Task statement: What is needed is an exact transcription of every record.

Exercise data:
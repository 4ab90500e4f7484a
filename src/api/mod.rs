use std::net::{IpAddr, Ipv4Addr, SocketAddr};

use axum::{
    Router,
    extract::{
        Json, Query,
        rejection::{JsonRejection, QueryRejection},
    },
    http::{StatusCode, header},
    response::{IntoResponse, Response},
    routing::{get, post},
};
use serde::{Deserialize, Serialize};
use thiserror::Error;
use tokio::net::TcpListener;
use tracing::{debug, info};

use crate::core::{
    ChecklistItem, ConcernKind, ConcernResult, Feedback, Projection, Round, Scenario, Snapshot,
    UnknownConcernId,
};

pub const DEFAULT_PORT: u16 = 8080;

#[derive(Debug, Clone, Copy, PartialEq, Eq)]
pub struct ServerConfig {
    pub bind: IpAddr,
    pub port: u16,
}

impl ServerConfig {
    pub fn socket_addr(&self) -> SocketAddr {
        SocketAddr::new(self.bind, self.port)
    }
}

impl Default for ServerConfig {
    fn default() -> Self {
        Self {
            bind: IpAddr::V4(Ipv4Addr::UNSPECIFIED),
            port: DEFAULT_PORT,
        }
    }
}

#[derive(Debug, Error)]
pub enum ApiError {
    #[error(transparent)]
    UnknownConcern(#[from] UnknownConcernId),
    #[error("{message}")]
    BadRequest { status: StatusCode, message: String },
}

impl ApiError {
    fn status(&self) -> StatusCode {
        match self {
            ApiError::UnknownConcern(_) => StatusCode::BAD_REQUEST,
            ApiError::BadRequest { status, .. } => *status,
        }
    }
}

// Extractor rejections keep axum's status but leave through `error_response`.
impl From<QueryRejection> for ApiError {
    fn from(rejection: QueryRejection) -> Self {
        ApiError::BadRequest {
            status: rejection.status(),
            message: rejection.body_text(),
        }
    }
}

impl From<JsonRejection> for ApiError {
    fn from(rejection: JsonRejection) -> Self {
        ApiError::BadRequest {
            status: rejection.status(),
            message: rejection.body_text(),
        }
    }
}

impl IntoResponse for ApiError {
    fn into_response(self) -> Response {
        error_response(self.status(), &self.to_string())
    }
}

#[derive(Debug, Default, Deserialize)]
#[serde(default)]
struct RoundQuery {
    seed: Option<u64>,
}

#[derive(Debug, Deserialize)]
#[serde(rename_all = "camelCase")]
struct DiagnosisPayload {
    seed: u64,
    #[serde(default)]
    selected: Vec<String>,
}

#[derive(Debug, Serialize)]
#[serde(rename_all = "camelCase")]
struct RoundResponse<'a> {
    seed: u64,
    scenario: &'a Scenario,
    projection: &'a Projection,
    snapshot: Snapshot,
    checklist: Vec<ChecklistItem>,
}

#[derive(Debug, Serialize)]
#[serde(rename_all = "camelCase")]
struct DiagnosisResponse<'a> {
    seed: u64,
    feedback: Feedback,
    concerns: &'a [ConcernResult],
}

#[derive(Debug, Serialize)]
struct CatalogueEntry {
    id: ConcernKind,
    title: &'static str,
    description: &'static str,
}

#[derive(Debug, Serialize)]
struct ErrorResponse {
    error: String,
}

pub fn create_router() -> Router {
    Router::new()
        .route("/health", get(health_handler))
        .route("/api/concerns", get(concerns_handler))
        .route("/api/round", get(round_handler))
        .route("/api/diagnosis", post(diagnosis_handler))
        .fallback(not_found_handler)
}

pub async fn run_http_server(config: ServerConfig) -> std::io::Result<()> {
    let addr = config.socket_addr();
    let listener = TcpListener::bind(addr).await?;
    info!(%addr, "reality check API listening");
    info!("local access: http://127.0.0.1:{}/api/round", config.port);

    axum::serve(listener, create_router()).await
}

async fn health_handler() -> Response {
    json_response(StatusCode::OK, serde_json::json!({ "status": "ok" }))
}

async fn concerns_handler() -> Response {
    let catalogue: Vec<CatalogueEntry> = ConcernKind::ALL
        .into_iter()
        .map(|id| CatalogueEntry {
            id,
            title: id.title(),
            description: id.description(),
        })
        .collect();
    json_response(StatusCode::OK, catalogue)
}

async fn round_handler(
    query: Result<Query<RoundQuery>, QueryRejection>,
) -> Result<Response, ApiError> {
    let Query(query) = query?;
    let seed = query.seed.unwrap_or_else(fresh_seed);
    let round = Round::deal(seed);
    debug!(seed, career = %round.scenario.career, "dealt round");
    Ok(json_response(StatusCode::OK, build_round_response(&round)))
}

async fn diagnosis_handler(
    payload: Result<Json<DiagnosisPayload>, JsonRejection>,
) -> Result<Response, ApiError> {
    let Json(payload) = payload?;
    let selected = parse_selection(&payload.selected)?;
    let round = Round::deal(payload.seed);
    let response = build_diagnosis_response(&round, &selected);
    info!(
        seed = payload.seed,
        score = response.feedback.score,
        "graded diagnosis"
    );
    Ok(json_response(StatusCode::OK, response))
}

async fn not_found_handler() -> Response {
    error_response(StatusCode::NOT_FOUND, "Not found")
}

// Seeds stay below 2^53 so a browser can echo them back without rounding.
fn fresh_seed() -> u64 {
    rand::random::<u64>() >> 11
}

fn parse_selection(ids: &[String]) -> Result<Vec<ConcernKind>, ApiError> {
    ids.iter()
        .map(|id| id.parse::<ConcernKind>().map_err(ApiError::from))
        .collect()
}

fn build_round_response(round: &Round) -> RoundResponse<'_> {
    RoundResponse {
        seed: round.seed,
        scenario: &round.scenario,
        projection: &round.projection,
        snapshot: round.snapshot(),
        checklist: round.checklist(),
    }
}

fn build_diagnosis_response<'a>(
    round: &'a Round,
    selected: &[ConcernKind],
) -> DiagnosisResponse<'a> {
    DiagnosisResponse {
        seed: round.seed,
        feedback: round.submit(selected),
        concerns: &round.concerns,
    }
}

fn json_response<T: Serialize>(status: StatusCode, body: T) -> Response {
    let mut response = (status, Json(body)).into_response();
    response.headers_mut().insert(
        header::CACHE_CONTROL,
        header::HeaderValue::from_static("no-store"),
    );
    response
}

fn error_response(status: StatusCode, msg: &str) -> Response {
    json_response(
        status,
        ErrorResponse {
            error: msg.to_string(),
        },
    )
}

Solution for this task:
repository 4ab90500e4f7484a
filename src/api/mod.rs
use std::net::{IpAddr, Ipv4Addr, SocketAddr};

use axum::{
    Router,
    extract::{
        Json, Query,
        rejection::{JsonRejection, QueryRejection},
    },
    http::{StatusCode, header},
    response::{IntoResponse, Response},
    routing::{get, post},
};
use serde::{Deserialize, Serialize};
use thiserror::Error;
use tokio::net::TcpListener;
use tracing::{debug, info};

use crate::core::{
    ChecklistItem, ConcernKind, ConcernResult, Feedback, Projection, Round, Scenario, Snapshot,
    UnknownConcernId,
};

pub const DEFAULT_PORT: u16 = 8080;

#[derive(Debug, Clone, Copy, PartialEq, Eq)]
pub struct ServerConfig {
    pub bind: IpAddr,
    pub port: u16,
}

impl ServerConfig {
    pub fn socket_addr(&self) -> SocketAddr {
        SocketAddr::new(self.bind, self.port)
    }
}

impl Default for ServerConfig {
    fn default() -> Self {
        Self {
            bind: IpAddr::V4(Ipv4Addr::UNSPECIFIED),
            port: DEFAULT_PORT,
        }
    }
}

#[derive(Debug, Error)]
pub enum ApiError {
    #[error(transparent)]
    UnknownConcern(#[from] UnknownConcernId),
    #[error("{message}")]
    BadRequest { status: StatusCode, message: String },
}

impl ApiError {
    fn status(&self) -> StatusCode {
        match self {
            ApiError::UnknownConcern(_) => StatusCode::BAD_REQUEST,
            ApiError::BadRequest { status, .. } => *status,
        }
    }
}

// Extractor rejections keep axum's status but leave through `error_response`.
impl From<QueryRejection> for ApiError {
    fn from(rejection: QueryRejection) -> Self {
        ApiError::BadRequest {
            status: rejection.status(),
            message: rejection.body_text(),
        }
    }
}

impl From<JsonRejection> for ApiError {
    fn from(rejection: JsonRejection) -> Self {
        ApiError::BadRequest {
            status: rejection.status(),
            message: rejection.body_text(),
        }
    }
}

impl IntoResponse for ApiError {
    fn into_response(self) -> Response {
        error_response(self.status(), &self.to_string())
    }
}

#[derive(Debug, Default, Deserialize)]
#[serde(default)]
struct RoundQuery {
    seed: Option<u64>,
}

#[derive(Debug, Deserialize)]
#[serde(rename_all = "camelCase")]
struct DiagnosisPayload {
    seed: u64,
    #[serde(default)]
    selected: Vec<String>,
}

#[derive(Debug, Serialize)]
#[serde(rename_all = "camelCase")]
struct RoundResponse<'a> {
    seed: u64,
    scenario: &'a Scenario,
    projection: &'a Projection,
    snapshot: Snapshot,
    checklist: Vec<ChecklistItem>,
}

#[derive(Debug, Serialize)]
#[serde(rename_all = "camelCase")]
struct DiagnosisResponse<'a> {
    seed: u64,
    feedback: Feedback,
    concerns: &'a [ConcernResult],
}

#[derive(Debug, Serialize)]
struct CatalogueEntry {
    id: ConcernKind,
    title: &'static str,
    description: &'static str,
}

#[derive(Debug, Serialize)]
struct ErrorResponse {
    error: String,
}

pub fn create_router() -> Router {
    Router::new()
        .route("/health", get(health_handler))
        .route("/api/concerns", get(concerns_handler))
        .route("/api/round", get(round_handler))
        .route("/api/diagnosis", post(diagnosis_handler))
        .fallback(not_found_handler)
}

pub async fn run_http_server(config: ServerConfig) -> std::io::Result<()> {
    let addr = config.socket_addr();
    let listener = TcpListener::bind(addr).await?;
    info!(%addr, "reality check API listening");
    info!("local access: http://127.0.0.1:{}/api/round", config.port);

    axum::serve(listener, create_router()).await
}

async fn health_handler() -> Response {
    json_response(StatusCode::OK, serde_json::json!({ "status": "ok" }))
}

async fn concerns_handler() -> Response {
    let catalogue: Vec<CatalogueEntry> = ConcernKind::ALL
        .into_iter()
        .map(|id| CatalogueEntry {
            id,
            title: id.title(),
            description: id.description(),
        })
        .collect();
    json_response(StatusCode::OK, catalogue)
}

async fn round_handler(
    query: Result<Query<RoundQuery>, QueryRejection>,
) -> Result<Response, ApiError> {
    let Query(query) = query?;
    let seed = query.seed.unwrap_or_else(fresh_seed);
    let round = Round::deal(seed);
    debug!(seed, career = %round.scenario.career, "dealt round");
    Ok(json_response(StatusCode::OK, build_round_response(&round)))
}

async fn diagnosis_handler(
    payload: Result<Json<DiagnosisPayload>, JsonRejection>,
) -> Result<Response, ApiError> {
    let Json(payload) = payload?;
    let selected = parse_selection(&payload.selected)?;
    let round = Round::deal(payload.seed);
    let response = build_diagnosis_response(&round, &selected);
    info!(
        seed = payload.seed,
        score = response.feedback.score,
        "graded diagnosis"
    );
    Ok(json_response(StatusCode::OK, response))
}

async fn not_found_handler() -> Response {
    error_response(StatusCode::NOT_FOUND, "Not found")
}

// Seeds stay below 2^53 so a browser can echo them back without rounding.
fn fresh_seed() -> u64 {
    rand::random::<u64>() >> 11
}

fn parse_selection(ids: &[String]) -> Result<Vec<ConcernKind>, ApiError> {
    ids.iter()
        .map(|id| id.parse::<ConcernKind>().map_err(ApiError::from))
        .collect()
}

fn build_round_response(round: &Round) -> RoundResponse<'_> {
    RoundResponse {
        seed: round.seed,
        scenario: &round.scenario,
        projection: &round.projection,
        snapshot: round.snapshot(),
        checklist: round.checklist(),
    }
}

fn build_diagnosis_response<'a>(
    round: &'a Round,
    selected: &[ConcernKind],
) -> DiagnosisResponse<'a> {
    DiagnosisResponse {
        seed: round.seed,
        feedback: round.submit(selected),
        concerns: &round.concerns,
    }
}

fn json_response<T: Serialize>(status: StatusCode, body: T) -> Response {
    let mut response = (status, Json(body)).into_response();
    response.headers_mut().insert(
        header::CACHE_CONTROL,
        header::HeaderValue::from_static("no-store"),
    );
    response
}

fn error_response(status: StatusCode, msg: &str) -> Response {
    json_response(
        status,
        ErrorResponse {
            error: msg.to_string(),
        },
    )
}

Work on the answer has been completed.